会社員の妻がパートなどで収入を得ると、年収103万円以上から所得税が発生し、夫の配偶者控除がなくなります。今回議論されているのが年収103万円以上の部分で、いわゆる「103万円の壁」です。パートとして働く「会社員の妻」の多くが、この「103万円の壁」を超えないよう調整しているのは周知の通りです。一方で企業側も、「103万円の壁」に合わせて家族手当(配偶者手当)を支給しています。

将来的に配偶者控除が廃止されるにせよ、逆に対象範囲が拡大されるにせよ、「103万円の壁」を基準として家族手当(配偶者手当)の額を定めている多くの企業はその基準を失うこととなります。
すでにトヨタ自動車やホンダといった企業が扶養配偶者への手当を廃止し、その分子供への手当を増額すると発表しています。従来のままの家族手当制度を見直すべき時期に来ているのかもしれません。

コラム

暑い暑いと言っていたら、季節はすっかり秋になっていて、月山は初冠雪、日光は紅葉が進んでいます。
私の一番好きな季節は、「秋」です。
春のポカポカ陽気よりも落ち着いた秋が好きです。食べ物がおいしくなるのも好きな理由です。

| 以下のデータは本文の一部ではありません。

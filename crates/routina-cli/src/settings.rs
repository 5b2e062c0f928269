//! Resolves the effective configuration and storage for a run.
//!
//! Precedence: command-line flags > environment > config file > defaults.

use std::path::PathBuf;
use std::sync::Arc;

use anyhow::{Context, Result};
use routina_core::config::RoutinaConfig;
use routina_core::persistence::KeyValueStore;
use routina_infrastructure::{
    ConfigStorage, InMemoryKeyValueStore, JsonFileKeyValueStore, RoutinaPaths,
};
use tracing::{info, warn};

use crate::Args;

/// Loads the config file, then layers environment and flags on top.
pub fn resolve_config(args: &Args, paths: &RoutinaPaths) -> Result<RoutinaConfig> {
    let mut config = match &args.config {
        Some(path) => ConfigStorage::new(path.clone())
            .load()
            .with_context(|| format!("failed to load config {}", path.display()))?
            .with_context(|| format!("config file {} is missing or empty", path.display()))?,
        None => match ConfigStorage::default_location(paths).and_then(|s| s.load_or_seed()) {
            Ok(config) => config,
            Err(e) => {
                warn!(error = %e, "ignoring unreadable default config");
                RoutinaConfig::default()
            }
        },
    };

    config.apply_env(|key| std::env::var(key).ok());
    apply_flags(&mut config, args);
    Ok(config)
}

fn apply_flags(config: &mut RoutinaConfig, args: &Args) {
    if let Some(catalog) = &args.catalog {
        config.catalog.source = catalog.clone();
    }
    if let Some(url) = &args.relay_url {
        config.relay.endpoint = Some(url.clone());
    }
    if let Some(model) = &args.model {
        config.relay.model = model.clone();
    }
}

/// Where the key-value file lives: `[storage] path`, else the data dir.
pub fn storage_path(config: &RoutinaConfig, paths: &RoutinaPaths) -> Result<PathBuf> {
    match &config.storage.path {
        Some(path) => Ok(path.clone()),
        None => Ok(paths.storage_file()?),
    }
}

/// Opens the file-backed store, falling back to memory if it is unusable.
pub fn open_store(path: PathBuf) -> Arc<dyn KeyValueStore> {
    match JsonFileKeyValueStore::open(path.clone()) {
        Ok(store) => {
            info!(path = %path.display(), "using file storage");
            Arc::new(store)
        }
        Err(e) => {
            warn!(path = %path.display(), error = %e, "storage unusable, state will not be saved");
            Arc::new(InMemoryKeyValueStore::new())
        }
    }
}
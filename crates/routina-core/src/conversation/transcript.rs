//! The chat transcript shown to the user.
//!
//! The transcript is the visible log. It is distinct from the relay history:
//! placeholders and guidance lines appear here but are never sent.

use chrono::{DateTime, Utc};
use serde::{Deserialize, Serialize};
use uuid::Uuid;

/// Who a transcript line is attributed to.
#[derive(Debug, Clone, Copy, PartialEq, Eq, Serialize, Deserialize)]
#[serde(rename_all = "lowercase")]
pub enum Speaker {
    User,
    Assistant,
}

/// A single visible transcript line.
#[derive(Debug, Clone, PartialEq, Eq, Serialize, Deserialize)]
pub struct TranscriptEntry {
    pub id: Uuid,
    pub speaker: Speaker,
    pub text: String,
    pub timestamp: DateTime<Utc>,
    /// True while the entry is a placeholder waiting for a relay reply.
    #[serde(default)]
    pub pending: bool,
}

impl TranscriptEntry {
    fn new(speaker: Speaker, text: impl Into<String>, pending: bool) -> Self {
        Self {
            id: Uuid::new_v4(),
            speaker,
            text: text.into(),
            timestamp: Utc::now(),
            pending,
        }
    }
}

/// Ordered list of transcript entries.
#[derive(Debug, Clone, Default, PartialEq, Eq)]
pub struct Transcript {
    entries: Vec<TranscriptEntry>,
}

impl Transcript {
    pub fn new() -> Self {
        Self::default()
    }

    pub fn push_user(&mut self, text: impl Into<String>) -> Uuid {
        self.push(TranscriptEntry::new(Speaker::User, text, false))
    }

    pub fn push_assistant(&mut self, text: impl Into<String>) -> Uuid {
        self.push(TranscriptEntry::new(Speaker::Assistant, text, false))
    }

    /// Appends an assistant placeholder (e.g. "Thinking...").
    pub fn push_pending(&mut self, text: impl Into<String>) -> Uuid {
        self.push(TranscriptEntry::new(Speaker::Assistant, text, true))
    }

    /// Replaces a pending entry's text in place and marks it settled.
    ///
    /// Returns false if no entry has `id`; the text is then appended instead.
    pub fn resolve(&mut self, id: Uuid, text: impl Into<String>) -> bool {
        let text = text.into();
        match self.entries.iter_mut().find(|e| e.id == id) {
            Some(entry) => {
                entry.text = text;
                entry.pending = false;
                entry.timestamp = Utc::now();
                true
            }
            None => {
                self.push_assistant(text);
                false
            }
        }
    }

    pub fn entries(&self) -> &[TranscriptEntry] {
        &self.entries
    }

    pub fn last(&self) -> Option<&TranscriptEntry> {
        self.entries.last()
    }

    pub fn len(&self) -> usize {
        self.entries.len()
    }

    pub fn is_empty(&self) -> bool {
        self.entries.is_empty()
    }

    pub fn pending_count(&self) -> usize {
        self.entries.iter().filter(|e| e.pending).count()
    }

    fn push(&mut self, entry: TranscriptEntry) -> Uuid {
        let id = entry.id;
        self.entries.push(entry);
        id
    }
}

#[cfg(test)]
mod tests {
    use super::*;

    #[test]
    fn test_resolve_replaces_placeholder_in_place() {
        let mut transcript = Transcript::new();
        transcript.push_user("hi");
        let placeholder = transcript.push_pending("Thinking...");
        transcript.push_user("still there?");
        assert_eq!(transcript.pending_count(), 1);

        assert!(transcript.resolve(placeholder, "Hello!"));
        assert_eq!(transcript.entries()[1].text, "Hello!");
        assert!(!transcript.entries()[1].pending);
        assert_eq!(transcript.len(), 3);
    }

    #[test]
    fn test_resolve_unknown_id_appends() {
        let mut transcript = Transcript::new();
        assert!(!transcript.resolve(Uuid::new_v4(), "late reply"));
        assert_eq!(transcript.last().unwrap().text, "late reply");
        assert_eq!(transcript.last().unwrap().speaker, Speaker::Assistant);
    }
}
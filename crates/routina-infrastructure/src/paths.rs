//! Unified path management for routina files.
//!
//! # Directory Structure
//!
//! ```text
//! ~/.config/routina/           # Config directory
//! └── config.toml              # Application configuration
//!
//! ~/.local/share/routina/      # Data directory
//! ├── storage.json             # Key-value storage (selection, preferences)
//! └── logs/                    # Application logs
//!     └── routina.log.YYYY-MM-DD
//! ```

use std::path::{Path, PathBuf};

const APP_DIR: &str = "routina";

/// Errors that can occur during path resolution.
#[derive(Debug)]
pub enum PathError {
    /// Home directory could not be determined.
    HomeDirNotFound,
}

impl std::fmt::Display for PathError {
    fn fmt(&self, f: &mut std::fmt::Formatter<'_>) -> std::fmt::Result {
        match self {
            PathError::HomeDirNotFound => write!(f, "Cannot find home directory"),
        }
    }
}

impl std::error::Error for PathError {}

impl From<PathError> for routina_core::RoutinaError {
    fn from(e: PathError) -> Self {
        routina_core::RoutinaError::config(e.to_string())
    }
}

/// Resolves routina's config and data locations.
///
/// Platform directories come from `dirs`; an explicit data directory
/// (e.g. `--data-dir`) overrides the data side only.
#[derive(Debug, Clone, Default)]
pub struct RoutinaPaths {
    data_override: Option<PathBuf>,
}

impl RoutinaPaths {
    pub fn new(data_override: Option<PathBuf>) -> Self {
        Self { data_override }
    }

    /// Returns the routina configuration directory (e.g. `~/.config/routina/`).
    pub fn config_dir(&self) -> Result<PathBuf, PathError> {
        dirs::config_dir()
            .map(|dir| dir.join(APP_DIR))
            .ok_or(PathError::HomeDirNotFound)
    }

    /// Returns the routina data directory (e.g. `~/.local/share/routina/`).
    pub fn data_dir(&self) -> Result<PathBuf, PathError> {
        if let Some(dir) = &self.data_override {
            return Ok(dir.clone());
        }
        dirs::data_dir()
            .map(|dir| dir.join(APP_DIR))
            .ok_or(PathError::HomeDirNotFound)
    }

    pub fn config_file(&self) -> Result<PathBuf, PathError> {
        Ok(self.config_dir()?.join("config.toml"))
    }

    pub fn storage_file(&self) -> Result<PathBuf, PathError> {
        Ok(self.data_dir()?.join("storage.json"))
    }

    pub fn log_dir(&self) -> Result<PathBuf, PathError> {
        Ok(self.data_dir()?.join("logs"))
    }

    pub fn data_override(&self) -> Option<&Path> {
        self.data_override.as_deref()
    }
}

#[cfg(test)]
mod tests {
    use super::*;

    #[test]
    fn test_data_override_drives_data_paths() {
        let paths = RoutinaPaths::new(Some(PathBuf::from("/tmp/routina-test")));
        assert_eq!(
            paths.storage_file().unwrap(),
            PathBuf::from("/tmp/routina-test/storage.json")
        );
        assert_eq!(paths.log_dir().unwrap(), PathBuf::from("/tmp/routina-test/logs"));
    }

    #[test]
    fn test_config_file_name() {
        let paths = RoutinaPaths::default();
        if let Ok(file) = paths.config_file() {
            assert!(file.ends_with("routina/config.toml"));
        }
    }
}
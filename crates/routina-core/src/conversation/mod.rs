//! Conversation types: relay history, visible transcript, relay trait.

pub mod message;
pub mod relay;
pub mod transcript;

pub use message::{ChatMessage, ChatRole};
pub use relay::{ChatRelay, RelayError, RequestId};
pub use transcript::{Speaker, Transcript, TranscriptEntry};
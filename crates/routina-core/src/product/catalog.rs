//! Catalog and the store that holds it for a session.

use std::collections::HashSet;

use serde::{Deserialize, Serialize};
use tracing::{error, info};

use super::model::{Product, ProductId};
use super::source::CatalogSource;
use crate::error::{Result, RoutinaError};
use crate::filter::{self, FilterCriteria};

/// Wire shape of a catalog resource: `{ "products": [...] }`.
#[derive(Debug, Clone, Serialize, Deserialize)]
pub struct CatalogPayload {
    pub products: Vec<Product>,
}

impl CatalogPayload {
    /// Parses a catalog document.
    pub fn from_json(body: &str) -> Result<Self> {
        Ok(serde_json::from_str(body)?)
    }
}

/// An ordered sequence of products with unique ids.
#[derive(Debug, Clone, Default, PartialEq)]
pub struct Catalog {
    products: Vec<Product>,
}

impl Catalog {
    /// Builds a catalog, rejecting duplicate ids.
    pub fn new(products: Vec<Product>) -> Result<Self> {
        let mut seen = HashSet::with_capacity(products.len());
        for product in &products {
            if !seen.insert(&product.id) {
                return Err(RoutinaError::validation(format!(
                    "duplicate product id '{}' in catalog",
                    product.id
                )));
            }
        }
        Ok(Self { products })
    }

    pub fn empty() -> Self {
        Self::default()
    }

    pub fn products(&self) -> &[Product] {
        &self.products
    }

    pub fn len(&self) -> usize {
        self.products.len()
    }

    pub fn is_empty(&self) -> bool {
        self.products.is_empty()
    }

    pub fn get(&self, id: &ProductId) -> Option<&Product> {
        self.products.iter().find(|p| &p.id == id)
    }

    pub fn contains(&self, id: &ProductId) -> bool {
        self.get(id).is_some()
    }

    /// Looks up a user-typed id: an exact match first, then a product whose
    /// id prints the same (typed `7` finds `"7"`).
    pub fn resolve(&self, typed: &ProductId) -> Option<&Product> {
        self.get(typed)
            .or_else(|| self.products.iter().find(|p| p.id.reads_as(typed)))
    }

    /// Distinct categories in order of first appearance.
    pub fn categories(&self) -> Vec<&str> {
        let mut seen = HashSet::new();
        self.products
            .iter()
            .map(|p| p.category.as_str())
            .filter(|c| seen.insert(*c))
            .collect()
    }

    /// Products passing `criteria`, in catalog order.
    pub fn filtered(&self, criteria: &FilterCriteria) -> Vec<&Product> {
        filter::filter(&self.products, criteria)
    }
}

impl TryFrom<CatalogPayload> for Catalog {
    type Error = RoutinaError;

    fn try_from(payload: CatalogPayload) -> Result<Self> {
        Catalog::new(payload.products)
    }
}

/// Load status of the catalog held by a [`CatalogStore`].
#[derive(Debug, Clone, Copy, PartialEq, Eq, Serialize)]
#[serde(rename_all = "snake_case")]
pub enum CatalogState {
    /// No load has completed yet.
    NotLoaded,
    /// The last load succeeded (the catalog may still be empty).
    Loaded,
    /// The last load failed; the catalog is empty.
    Failed,
}

/// Holds the session's catalog.
///
/// Every `load` replaces the previous content. A failed load leaves the
/// store empty and is reported through `tracing`, never to the caller.
#[derive(Debug)]
pub struct CatalogStore {
    catalog: Catalog,
    state: CatalogState,
}

impl Default for CatalogStore {
    fn default() -> Self {
        Self::new()
    }
}

impl CatalogStore {
    pub fn new() -> Self {
        Self {
            catalog: Catalog::empty(),
            state: CatalogState::NotLoaded,
        }
    }

    /// Fetches the catalog from `source` and replaces the current content.
    ///
    /// Returns the new load state.
    pub async fn load(&mut self, source: &dyn CatalogSource) -> CatalogState {
        let fetched = source
            .fetch()
            .await
            .and_then(Catalog::try_from);

        match fetched {
            Ok(catalog) => {
                info!(
                    source = %source.describe(),
                    count = catalog.len(),
                    "catalog loaded"
                );
                self.catalog = catalog;
                self.state = CatalogState::Loaded;
            }
            Err(e) => {
                error!(source = %source.describe(), error = %e, "Error loading products");
                self.catalog = Catalog::empty();
                self.state = CatalogState::Failed;
            }
        }
        self.state
    }

    pub fn catalog(&self) -> &Catalog {
        &self.catalog
    }

    pub fn state(&self) -> CatalogState {
        self.state
    }
}

#[cfg(test)]
mod tests {
    use super::*;
    use async_trait::async_trait;

    struct StaticSource(Result<CatalogPayload>);

    #[async_trait]
    impl CatalogSource for StaticSource {
        async fn fetch(&self) -> Result<CatalogPayload> {
            self.0.clone()
        }

        fn describe(&self) -> String {
            "static".to_string()
        }
    }

    fn sample() -> Vec<Product> {
        vec![
            Product::new(1, "Cleanser", "X", "cleanser"),
            Product::new(2, "Serum", "Y", "serum"),
            Product::new(3, "Night Serum", "Z", "serum"),
        ]
    }

    #[test]
    fn test_duplicate_ids_are_rejected() {
        let mut products = sample();
        products.push(Product::new(2, "Copy", "Y", "serum"));
        let err = Catalog::new(products).unwrap_err();
        assert!(err.is_validation());
    }

    #[test]
    fn test_categories_in_first_appearance_order() {
        let catalog = Catalog::new(sample()).unwrap();
        assert_eq!(catalog.categories(), vec!["cleanser", "serum"]);
    }

    #[test]
    fn test_payload_parsing() {
        let payload = CatalogPayload::from_json(
            r#"{"products":[{"id":1,"name":"Cleanser","brand":"X","category":"cleanser","image":"c.png"}]}"#,
        )
        .unwrap();
        assert_eq!(payload.products.len(), 1);
        assert!(CatalogPayload::from_json(r#"{"items":[]}"#).is_err());
    }

    #[test]
    fn test_unusual_numeric_ids_still_load() {
        let payload = CatalogPayload::from_json(
            r#"{"products":[
                {"id":1.5,"name":"Toner","brand":"Q","category":"toner","image":""},
                {"id":18446744073709551615,"name":"Mask","brand":"Q","category":"mask","image":""},
                {"id":-4,"name":"Balm","brand":"Q","category":"balm","image":""}
            ]}"#,
        )
        .unwrap();
        let catalog = Catalog::try_from(payload).unwrap();

        assert_eq!(catalog.len(), 3);
        assert!(catalog.contains(&ProductId::parse("1.5")));
        assert!(catalog.contains(&ProductId::parse("18446744073709551615")));
        assert!(catalog.contains(&ProductId::from(-4)));
    }

    #[test]
    fn test_resolve_matches_text_ids_typed_as_numbers() {
        let catalog = Catalog::new(vec![
            Product::new("007", "Agent Serum", "Bond", "serum"),
            Product::new("12", "Eye Cream", "Y", "moisturizer"),
            Product::new(3, "Cleanser", "X", "cleanser"),
        ])
        .unwrap();

        assert_eq!(catalog.resolve(&ProductId::parse("007")).unwrap().name, "Agent Serum");
        assert_eq!(catalog.resolve(&ProductId::parse("12")).unwrap().name, "Eye Cream");
        assert_eq!(catalog.resolve(&ProductId::parse("3")).unwrap().name, "Cleanser");
        assert!(catalog.resolve(&ProductId::parse("7")).is_none());
    }

    #[test]
    fn test_resolve_prefers_exact_match() {
        let catalog = Catalog::new(vec![
            Product::new("5", "Text Five", "A", "x"),
            Product::new(5, "Number Five", "B", "x"),
        ])
        .unwrap();
        assert_eq!(catalog.resolve(&ProductId::from(5)).unwrap().name, "Number Five");
        assert_eq!(catalog.resolve(&ProductId::from("5")).unwrap().name, "Text Five");
    }

    #[tokio::test]
    async fn test_load_replaces_content() {
        let mut store = CatalogStore::new();
        assert_eq!(store.state(), CatalogState::NotLoaded);

        let first = StaticSource(Ok(CatalogPayload { products: sample() }));
        assert_eq!(store.load(&first).await, CatalogState::Loaded);
        assert_eq!(store.catalog().len(), 3);

        let second = StaticSource(Ok(CatalogPayload {
            products: vec![Product::new(9, "Toner", "Q", "toner")],
        }));
        store.load(&second).await;
        assert_eq!(store.catalog().len(), 1);
        assert!(store.catalog().contains(&ProductId::from(9)));
    }

    #[tokio::test]
    async fn test_failed_load_leaves_empty_catalog() {
        let mut store = CatalogStore::new();
        store
            .load(&StaticSource(Ok(CatalogPayload { products: sample() })))
            .await;

        let broken = StaticSource(Err(RoutinaError::io("connection refused")));
        assert_eq!(store.load(&broken).await, CatalogState::Failed);
        assert!(store.catalog().is_empty());
        assert_eq!(store.state(), CatalogState::Failed);
    }
}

さて、電通の過労死の労災事故がニュースになっています。
4月入社し、配属されて1か月での自殺です。
長時間労働が問題として言われていますが、ニュースで見る限りハードな指導も原因だったように思います。
その指導に応えなければと言う焦りがうつ病を発症させたのでしょうか。

先日、初めて厚生労働省から「過労死等防止対策白書」が出ました。
概要は30頁ありますが、詳細な分析がされていますのでご参考にしてみてはいかがでしょうか。